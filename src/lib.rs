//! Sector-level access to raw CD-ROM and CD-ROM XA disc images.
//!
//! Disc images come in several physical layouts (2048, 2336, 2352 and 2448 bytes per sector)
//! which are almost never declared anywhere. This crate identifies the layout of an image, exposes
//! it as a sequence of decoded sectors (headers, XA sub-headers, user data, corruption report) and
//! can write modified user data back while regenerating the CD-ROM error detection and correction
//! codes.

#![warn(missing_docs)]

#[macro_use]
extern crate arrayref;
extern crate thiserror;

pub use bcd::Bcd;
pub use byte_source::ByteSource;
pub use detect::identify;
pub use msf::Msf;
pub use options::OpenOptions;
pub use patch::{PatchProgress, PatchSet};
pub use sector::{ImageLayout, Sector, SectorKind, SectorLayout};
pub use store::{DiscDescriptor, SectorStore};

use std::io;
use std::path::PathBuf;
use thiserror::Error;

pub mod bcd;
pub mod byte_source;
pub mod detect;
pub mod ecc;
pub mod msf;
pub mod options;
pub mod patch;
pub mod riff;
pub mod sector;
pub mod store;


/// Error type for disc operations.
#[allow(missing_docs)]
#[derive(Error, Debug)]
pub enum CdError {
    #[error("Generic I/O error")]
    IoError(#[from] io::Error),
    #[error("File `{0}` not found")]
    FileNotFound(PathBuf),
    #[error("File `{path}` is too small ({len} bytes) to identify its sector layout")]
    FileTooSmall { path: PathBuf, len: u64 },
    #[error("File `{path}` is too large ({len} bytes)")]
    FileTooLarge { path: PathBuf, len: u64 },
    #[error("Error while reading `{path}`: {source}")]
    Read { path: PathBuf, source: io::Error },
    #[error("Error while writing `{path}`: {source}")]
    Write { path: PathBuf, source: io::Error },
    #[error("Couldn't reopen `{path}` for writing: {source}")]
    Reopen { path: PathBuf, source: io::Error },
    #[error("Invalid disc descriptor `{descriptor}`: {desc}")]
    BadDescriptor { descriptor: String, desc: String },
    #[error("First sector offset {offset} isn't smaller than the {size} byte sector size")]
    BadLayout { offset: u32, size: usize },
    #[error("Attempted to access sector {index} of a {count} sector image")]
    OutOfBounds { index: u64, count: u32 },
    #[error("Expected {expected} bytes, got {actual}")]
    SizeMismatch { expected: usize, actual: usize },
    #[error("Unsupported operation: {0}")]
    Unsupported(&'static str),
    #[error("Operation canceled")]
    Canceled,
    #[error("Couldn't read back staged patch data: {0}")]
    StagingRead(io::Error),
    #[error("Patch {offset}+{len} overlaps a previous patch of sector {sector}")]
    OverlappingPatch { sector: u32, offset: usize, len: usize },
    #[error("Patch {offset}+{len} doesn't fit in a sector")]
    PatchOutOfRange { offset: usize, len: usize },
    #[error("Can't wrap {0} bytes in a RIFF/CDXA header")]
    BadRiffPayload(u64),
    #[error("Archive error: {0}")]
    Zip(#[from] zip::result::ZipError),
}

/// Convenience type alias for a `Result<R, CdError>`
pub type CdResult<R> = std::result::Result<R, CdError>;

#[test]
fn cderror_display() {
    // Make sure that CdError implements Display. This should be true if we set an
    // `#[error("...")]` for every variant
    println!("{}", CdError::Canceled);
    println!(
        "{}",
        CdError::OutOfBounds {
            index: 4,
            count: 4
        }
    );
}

####################

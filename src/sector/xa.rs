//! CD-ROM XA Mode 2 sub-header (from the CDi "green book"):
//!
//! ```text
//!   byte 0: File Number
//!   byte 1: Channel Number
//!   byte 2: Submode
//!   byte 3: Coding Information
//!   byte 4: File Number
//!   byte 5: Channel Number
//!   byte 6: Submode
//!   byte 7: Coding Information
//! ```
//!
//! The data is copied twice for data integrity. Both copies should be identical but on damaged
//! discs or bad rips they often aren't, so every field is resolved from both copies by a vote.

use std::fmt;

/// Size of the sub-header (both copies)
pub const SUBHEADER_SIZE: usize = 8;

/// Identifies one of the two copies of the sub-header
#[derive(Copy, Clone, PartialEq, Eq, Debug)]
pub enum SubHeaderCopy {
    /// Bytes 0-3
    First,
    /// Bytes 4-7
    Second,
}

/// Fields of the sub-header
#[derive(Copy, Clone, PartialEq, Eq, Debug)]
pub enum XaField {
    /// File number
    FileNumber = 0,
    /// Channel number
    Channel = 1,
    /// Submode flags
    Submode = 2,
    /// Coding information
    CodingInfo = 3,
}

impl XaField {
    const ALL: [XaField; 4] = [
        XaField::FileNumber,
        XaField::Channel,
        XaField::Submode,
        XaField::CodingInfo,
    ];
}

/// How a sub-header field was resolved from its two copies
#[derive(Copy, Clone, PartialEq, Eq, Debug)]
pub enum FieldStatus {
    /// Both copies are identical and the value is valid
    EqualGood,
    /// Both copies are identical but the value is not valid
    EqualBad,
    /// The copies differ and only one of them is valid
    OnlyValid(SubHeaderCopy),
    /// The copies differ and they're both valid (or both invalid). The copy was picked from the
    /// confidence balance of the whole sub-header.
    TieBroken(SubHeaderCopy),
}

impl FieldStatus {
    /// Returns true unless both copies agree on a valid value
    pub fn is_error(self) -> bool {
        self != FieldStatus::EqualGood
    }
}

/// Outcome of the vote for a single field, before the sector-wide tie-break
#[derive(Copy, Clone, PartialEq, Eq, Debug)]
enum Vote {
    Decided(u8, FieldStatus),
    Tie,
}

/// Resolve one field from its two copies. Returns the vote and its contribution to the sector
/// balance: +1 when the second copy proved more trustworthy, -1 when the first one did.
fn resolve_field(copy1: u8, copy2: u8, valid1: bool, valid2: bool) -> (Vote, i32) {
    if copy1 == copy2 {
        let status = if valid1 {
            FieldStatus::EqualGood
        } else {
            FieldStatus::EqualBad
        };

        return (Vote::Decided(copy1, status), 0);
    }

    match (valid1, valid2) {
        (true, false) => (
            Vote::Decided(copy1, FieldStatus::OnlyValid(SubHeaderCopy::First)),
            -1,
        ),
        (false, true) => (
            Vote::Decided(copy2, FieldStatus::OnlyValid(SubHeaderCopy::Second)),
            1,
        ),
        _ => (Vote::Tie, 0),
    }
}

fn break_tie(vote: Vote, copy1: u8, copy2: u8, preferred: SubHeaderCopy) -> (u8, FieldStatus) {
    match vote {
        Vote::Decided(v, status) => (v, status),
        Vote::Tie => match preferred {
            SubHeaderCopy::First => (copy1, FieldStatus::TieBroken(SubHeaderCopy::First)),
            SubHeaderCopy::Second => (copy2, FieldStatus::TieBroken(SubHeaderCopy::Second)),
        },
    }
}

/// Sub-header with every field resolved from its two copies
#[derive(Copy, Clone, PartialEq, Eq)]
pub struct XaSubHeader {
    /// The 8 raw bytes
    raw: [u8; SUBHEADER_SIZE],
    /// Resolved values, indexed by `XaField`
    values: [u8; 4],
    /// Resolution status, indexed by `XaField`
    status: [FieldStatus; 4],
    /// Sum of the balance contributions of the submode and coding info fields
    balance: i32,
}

####################

THE PROBLEM:
Where a line of the material above holds the string "values", copy that line.

SOLUTION FOR THIS TASK:
    /// Resolved values, indexed by `XaField`
    values: [u8; 4],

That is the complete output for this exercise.